Maisbauern: Gift statt Fruchtfolge?

  • Hi
    Das ist doch aber logisch!
    DER CDU-Mensch will Gift weil die CDU von den großen Konzernen (u.A.BAYER WERKE) die meisten Gelder bekommt und so wäre es doch mist wenn das Gift was Hergestellt wurde nicht zum Einsatz kommt!
    ES geht hier nicht um die Natur, es geht hier um ein paar Politiker die einen Fuß in der Cheffetage von einem Konzern haben und da zählt nur Umsatz!

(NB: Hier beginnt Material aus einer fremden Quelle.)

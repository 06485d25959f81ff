//! Raw `[timestamp, value]` pairs → chart series.

use super::wire::SamplePair;
use super::{HistorySeries, SeriesSample};
use crate::shared::fmt::date::label_from_millis;
use crate::shared::fmt::decimal::round2_f64;
use crate::shared::Window;

const MILLION: f64 = 1_000_000.0;

/// Build the chart series for `window` from parallel price and volume arrays.
///
/// Every price sample yields one point; the volume at the same index is
/// divided by one million, or zero when the volume array is shorter. Both
/// are rounded to cents from the float as stored. The
/// result is then thinned to every `window.stride()`-th point starting at
/// index 0. No interpolation or gap filling takes place.
pub fn transform(prices: &[SamplePair], volumes: &[SamplePair], window: Window) -> HistorySeries {
    let samples = prices
        .iter()
        .enumerate()
        .step_by(window.stride())
        .map(|(i, price)| SeriesSample {
            time: price.timestamp_ms(),
            date: label_from_millis(price.timestamp_ms()),
            price: round2_f64(price.value()),
            volume: volumes
                .get(i)
                .map(|v| round2_f64(v.value() / MILLION))
                .unwrap_or_default(),
        })
        .collect();

    HistorySeries::new(samples)
}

    "Waffenherstellung bringt nur Geld wenn Krieg ist, also sorgen wir für Krieg um Geld zu verdienen!"
    CHeers
    Thomas

    Der Mensch steht im Mittelpunkt und somit allein im Weg.


  •  
    Hast Du einen anderen Artikel gelesen??
    Wo bitte steht da, dass ein CDU-Mensch sich für Gift ausgesprochen hat??
     
    Es ist wohl jedes Mittel recht, um Gerüchte und Unterstellungen zu verbreiten.

  • Ups Korektur:
    #Dem trat Klaus Elble (CDU), selbst Landwirt, massiv entgegen: »Die Fruchtfolge wäre für viele Betriebe tödlich,


    Der CDU-Mensch war nur gegen die Fruchfolge. (außsetzten des Maisanbaus!
    Aber bitte was für Alternativen Bleiben denn dann noch?
    Cheers
    Thomas

    Der Mensch steht im Mittelpunkt und somit allein im Weg.


  •  
    Schon wieder eine recht gewagte Auslegung!
     
    Er hat sich nicht gegen die Fruchtfolge gewandt, sondern lediglich - wohl zutreffend - festgestellt, dass dies für viele Betriebe den wirtschaftlichen Ruin bedeuten würde.
     
    Der Mais wird in dieser Gegend überwiegend zur Energieerzeugung angebaut. Die Bauern betreiben entweder eigene kleine Biomasse- Kraftwerke oder haben Lieferverträge mit Betreibern solcher Anlagen.
    Diese Anlagen sind auf Mais ausgelegt und können nicht so ohne weiteres mit anderen Materialien beschickt werden. Der Bauer muss also irgendwie den erforderlichen Mais ranschaffen, wenn er wirtschaftlich damit überleben will.
    Bei einer 3-Jahres-Fruchtfolge schaffen das viele nicht.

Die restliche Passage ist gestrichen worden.